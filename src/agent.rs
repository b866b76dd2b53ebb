//! Agent endpoint - the worker side of the task protocol
//!
//! Wraps an inbox subscription and enforces the one rule every agent must
//! follow: each task request gets exactly one terminal reply, either
//! `task-result` or `error`, threaded under the request. A request that was
//! cancelled is owed nothing, and answering it is an error.

use std::collections::{HashMap, HashSet};
use std::fmt;
use std::sync::Arc;

use parking_lot::Mutex;
use serde_json::{json, Value};
use tracing::{debug, info, instrument};

use crate::bus::{MessageBus, PublishReport};
use crate::error::{ParleyError, Result};
use crate::mailbox::Inbox;
use crate::message::{AgentId, Message, MessageId, MessageType};
use crate::workflow::{DispatchPayload, TaskId};

/// Types an agent subscribes to on connect
pub const AGENT_TYPES: [MessageType; 3] = [
    MessageType::TaskRequest,
    MessageType::Status,
    MessageType::Query,
];

/// A task request together with its decoded payload
#[derive(Debug, Clone)]
pub struct TaskAssignment {
    pub request: Arc<Message>,
    /// `None` when the request did not come from an orchestrator
    pub payload: Option<DispatchPayload>,
}

impl TaskAssignment {
    pub fn request_id(&self) -> &MessageId {
        &self.request.message_id
    }

    pub fn params(&self) -> Option<&Value> {
        self.payload.as_ref().map(|p| &p.params)
    }
}

/// Cooperative request to stop working on a task
#[derive(Debug, Clone)]
pub struct CancelNotice {
    pub message: Arc<Message>,
    /// Dispatch the notice refers to
    pub request_id: Option<MessageId>,
    pub task_id: Option<TaskId>,
    pub reason: String,
}

/// What an agent pulled off its inbox
#[derive(Debug, Clone)]
pub enum AgentEvent {
    Task(TaskAssignment),
    Cancel(CancelNotice),
    Other(Arc<Message>),
}

/// A connected agent
pub struct Agent {
    /// Identity on the bus
    pub id: AgentId,
    bus: Arc<MessageBus>,
    inbox: Inbox,
    /// Requests still owed a terminal reply
    open: Mutex<HashSet<MessageId>>,
    /// Cancelled requests and the reason given
    cancelled: Mutex<HashMap<MessageId, String>>,
}

impl Agent {
    /// Subscribe `id` to task requests, status notices and queries
    pub fn connect(bus: Arc<MessageBus>, id: impl Into<AgentId>) -> Result<Self> {
        let id = id.into();
        let inbox = bus.subscribe_inbox(id.clone(), &AGENT_TYPES)?;
        info!(agent_id = %id, "Agent connected");

        Ok(Self {
            id,
            bus,
            inbox,
            open: Mutex::new(HashSet::new()),
            cancelled: Mutex::new(HashMap::new()),
        })
    }

    /// Next event, or `None` once disconnected
    pub async fn recv(&self) -> Option<AgentEvent> {
        let message = self.inbox.recv().await?;
        Some(self.classify(message))
    }

    /// Next event without waiting
    pub fn try_recv(&self) -> Option<AgentEvent> {
        self.inbox.try_recv().map(|m| self.classify(m))
    }

    fn classify(&self, message: Arc<Message>) -> AgentEvent {
        match message.message_type {
            MessageType::TaskRequest => {
                // the notice can overtake its request in a priority queue
                if !self.cancelled.lock().contains_key(&message.message_id) {
                    self.open.lock().insert(message.message_id.clone());
                }
                let payload = DispatchPayload::from_message(&message);
                debug!(agent_id = %self.id, message_id = %message.message_id, "Task received");
                AgentEvent::Task(TaskAssignment {
                    request: message,
                    payload,
                })
            }
            MessageType::Status if message.content_str("signal") == Some("cancel") => {
                let task_id = message
                    .content
                    .get("task_id")
                    .and_then(|v| serde_json::from_value(v.clone()).ok());
                let reason = message.content_str("reason").unwrap_or("cancelled").to_string();
                debug!(agent_id = %self.id, reason = %reason, "Cancellation received");
                if let Some(request_id) = &message.parent_id {
                    self.open.lock().remove(request_id);
                    self.cancelled.lock().insert(request_id.clone(), reason.clone());
                }
                AgentEvent::Cancel(CancelNotice {
                    request_id: message.parent_id.clone(),
                    task_id,
                    reason,
                    message,
                })
            }
            _ => AgentEvent::Other(message),
        }
    }

    /// Requests that have not been answered yet
    pub fn open_requests(&self) -> Vec<MessageId> {
        let mut ids: Vec<_> = self.open.lock().iter().cloned().collect();
        ids.sort();
        ids
    }

    /// Requests withdrawn by a cancellation notice
    pub fn cancelled_requests(&self) -> Vec<MessageId> {
        let mut ids: Vec<_> = self.cancelled.lock().keys().cloned().collect();
        ids.sort();
        ids
    }

    fn take_open(&self, request: &Message) -> Result<()> {
        if self.open.lock().remove(&request.message_id) {
            Ok(())
        } else if let Some(reason) = self.cancelled.lock().remove(&request.message_id) {
            Err(ParleyError::Cancelled(format!(
                "request {} was cancelled: {reason}",
                request.message_id
            )))
        } else {
            Err(ParleyError::InvalidTransition {
                entity: format!("request {}", request.message_id),
                from: "answered".to_string(),
                to: "answered".to_string(),
            })
        }
    }

    async fn answer(&self, request: &Message, reply: Message) -> Result<PublishReport> {
        self.take_open(request)?;
        match self.bus.publish(reply).await {
            Ok(report) => Ok(report),
            Err(err) => {
                // nothing was sent, so the request is still owed a reply
                self.open.lock().insert(request.message_id.clone());
                Err(err)
            }
        }
    }

    /// Send the terminal `task-result` for `request`
    #[instrument(skip(self, request, content), fields(agent_id = %self.id, request_id = %request.message_id))]
    pub async fn complete(&self, request: &Message, content: Value) -> Result<PublishReport> {
        let reply = request
            .reply(self.id.clone(), MessageType::TaskResult)
            .priority(request.priority)
            .content(content)
            .build();
        self.answer(request, reply).await
    }

    /// Send the terminal `error` for `request`
    #[instrument(skip(self, request, error), fields(agent_id = %self.id, request_id = %request.message_id))]
    pub async fn fail(&self, request: &Message, error: impl fmt::Display + Send) -> Result<PublishReport> {
        let reply = request
            .reply(self.id.clone(), MessageType::Error)
            .priority(request.priority)
            .content(json!({"error": error.to_string()}))
            .build();
        self.answer(request, reply).await
    }

    /// Non-terminal progress report for an open request
    pub async fn report_status(
        &self,
        request: &Message,
        progress: Option<f64>,
        activity: &str,
    ) -> Result<PublishReport> {
        if let Some(reason) = self.cancelled.lock().get(&request.message_id) {
            return Err(ParleyError::Cancelled(format!(
                "request {} was cancelled: {reason}",
                request.message_id
            )));
        }
        if !self.open.lock().contains(&request.message_id) {
            return Err(ParleyError::NotFound(format!(
                "open request {}",
                request.message_id
            )));
        }

        let mut content = json!({"activity": activity});
        if let Some(progress) = progress {
            content["progress"] = json!(progress);
        }
        let reply = request
            .reply(self.id.clone(), MessageType::Status)
            .content(content)
            .build();
        self.bus.publish(reply).await
    }

    /// Unsubscribe; the inbox drains and then yields `None`
    pub fn disconnect(&self) {
        if self.bus.unsubscribe(&self.id, None) {
            info!(agent_id = %self.id, "Agent disconnected");
        }
    }
}

impl fmt::Debug for Agent {
    fn fmt(&self, f: &mut fmt::Formatter<'_>) -> fmt::Result {
        f.debug_struct("Agent")
            .field("id", &self.id)
            .field("pending", &self.inbox.pending())
            .field("open", &self.open.lock().len())
            .finish()
    }
}

/// Shareable handle to an agent, e.g. for a spawned worker loop
#[derive(Clone, Debug)]
pub struct AgentHandle {
    inner: Arc<Agent>,
}

impl AgentHandle {
    pub fn new(agent: Agent) -> Self {
        Self {
            inner: Arc::new(agent),
        }
    }

    pub fn id(&self) -> &AgentId {
        &self.inner.id
    }

    pub fn inner(&self) -> &Agent {
        &self.inner
    }
}

impl std::ops::Deref for AgentHandle {
    type Target = Agent;

    fn deref(&self) -> &Self::Target {
        &self.inner
    }
}

#[cfg(test)]
mod tests {
    use super::*;

    fn task_request(to: &str) -> Message {
        Message::builder("orchestrator", MessageType::TaskRequest, "c1")
            .to(to)
            .content(json!({"work": true}))
            .build()
    }

    #[tokio::test]
    async fn test_exactly_one_terminal_reply() {
        let bus = Arc::new(MessageBus::in_memory());
        let agent = Agent::connect(bus.clone(), "worker").unwrap();
        bus.publish(task_request("worker")).await.unwrap();

        let Some(AgentEvent::Task(task)) = agent.recv().await else {
            panic!("expected a task");
        };
        assert!(task.payload.is_none());
        assert_eq!(agent.open_requests(), vec![task.request_id().clone()]);

        agent.complete(&task.request, json!({"ok": true})).await.unwrap();
        assert!(agent.open_requests().is_empty());

        let again = agent.fail(&task.request, "too late").await.unwrap_err();
        assert!(matches!(again, ParleyError::InvalidTransition { .. }));

        let chain = bus.get_chain(&task.request.message_id).unwrap();
        assert_eq!(chain.len(), 1);
        let conversation = bus.get_conversation(&"c1".into()).unwrap();
        assert_eq!(conversation.len(), 2);
    }

    #[tokio::test]
    async fn test_cancel_notice_classified() {
        let bus = Arc::new(MessageBus::in_memory());
        let agent = AgentHandle::new(Agent::connect(bus.clone(), "worker").unwrap());
        let request = task_request("worker");
        let request_id = request.message_id.clone();
        bus.publish(request).await.unwrap();

        let notice = Message::builder("orchestrator", MessageType::Status, "c1")
            .to("worker")
            .parent(request_id.clone())
            .content(json!({"signal": "cancel", "reason": "timeout"}))
            .build();
        bus.publish(notice).await.unwrap();

        assert!(matches!(agent.try_recv(), Some(AgentEvent::Task(_))));
        match agent.try_recv() {
            Some(AgentEvent::Cancel(notice)) => {
                assert_eq!(notice.reason, "timeout");
                assert_eq!(notice.request_id, Some(request_id.clone()));
            }
            other => panic!("unexpected {other:?}"),
        }
        assert!(agent.open_requests().is_empty());
        assert_eq!(agent.cancelled_requests(), vec![request_id]);
    }

    #[tokio::test]
    async fn test_cancelled_request_cannot_be_answered() {
        let bus = Arc::new(MessageBus::in_memory());
        let agent = Agent::connect(bus.clone(), "worker").unwrap();
        bus.publish(task_request("worker")).await.unwrap();
        let Some(AgentEvent::Task(task)) = agent.recv().await else {
            panic!("expected a task");
        };

        let notice = Message::builder("orchestrator", MessageType::Status, "c1")
            .to("worker")
            .parent(task.request_id().clone())
            .content(json!({"signal": "cancel", "reason": "workflow cancelled"}))
            .build();
        bus.publish(notice).await.unwrap();
        assert!(matches!(agent.recv().await, Some(AgentEvent::Cancel(_))));

        assert!(matches!(
            agent.report_status(&task.request, None, "still going").await,
            Err(ParleyError::Cancelled(_))
        ));
        let err = agent.complete(&task.request, json!({})).await.unwrap_err();
        assert!(matches!(err, ParleyError::Cancelled(_)));
        assert!(err.to_string().contains("workflow cancelled"));

        // only the notice is threaded under the request
        assert_eq!(bus.store().children(task.request_id()).len(), 1);
    }

    #[tokio::test]
    async fn test_cancel_ahead_of_request_leaves_it_closed() {
        let bus = Arc::new(MessageBus::in_memory());
        let agent = Agent::connect(bus.clone(), "worker").unwrap();
        let request = task_request("worker");
        let request_id = request.message_id.clone();
        bus.publish(request).await.unwrap();

        let notice = Message::builder("orchestrator", MessageType::Status, "c1")
            .to("worker")
            .parent(request_id.clone())
            .priority(crate::message::Priority::HIGH)
            .content(json!({"signal": "cancel", "reason": "timeout"}))
            .build();
        bus.publish(notice).await.unwrap();

        assert!(matches!(agent.try_recv(), Some(AgentEvent::Cancel(_))));
        let Some(AgentEvent::Task(task)) = agent.try_recv() else {
            panic!("expected a task");
        };
        assert!(agent.open_requests().is_empty());
        assert!(matches!(
            agent.fail(&task.request, "gave up").await,
            Err(ParleyError::Cancelled(_))
        ));
    }

    #[tokio::test]
    async fn test_status_requires_open_request() {
        let bus = Arc::new(MessageBus::in_memory());
        let agent = Agent::connect(bus.clone(), "worker").unwrap();
        let stray = task_request("worker");

        assert!(matches!(
            agent.report_status(&stray, Some(10.0), "busy").await,
            Err(ParleyError::NotFound(_))
        ));
    }

    #[tokio::test]
    async fn test_disconnect_ends_stream() {
        let bus = Arc::new(MessageBus::in_memory());
        let agent = Agent::connect(bus, "worker").unwrap();
        agent.disconnect();
        assert!(agent.recv().await.is_none());
    }
}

# Problem requirements
Out of the material above, select every line that holds the string "cloned".

# Output for this exercise
        let mut ids: Vec<_> = self.open.lock().iter().cloned().collect();
        let mut ids: Vec<_> = self.cancelled.lock().keys().cloned().collect();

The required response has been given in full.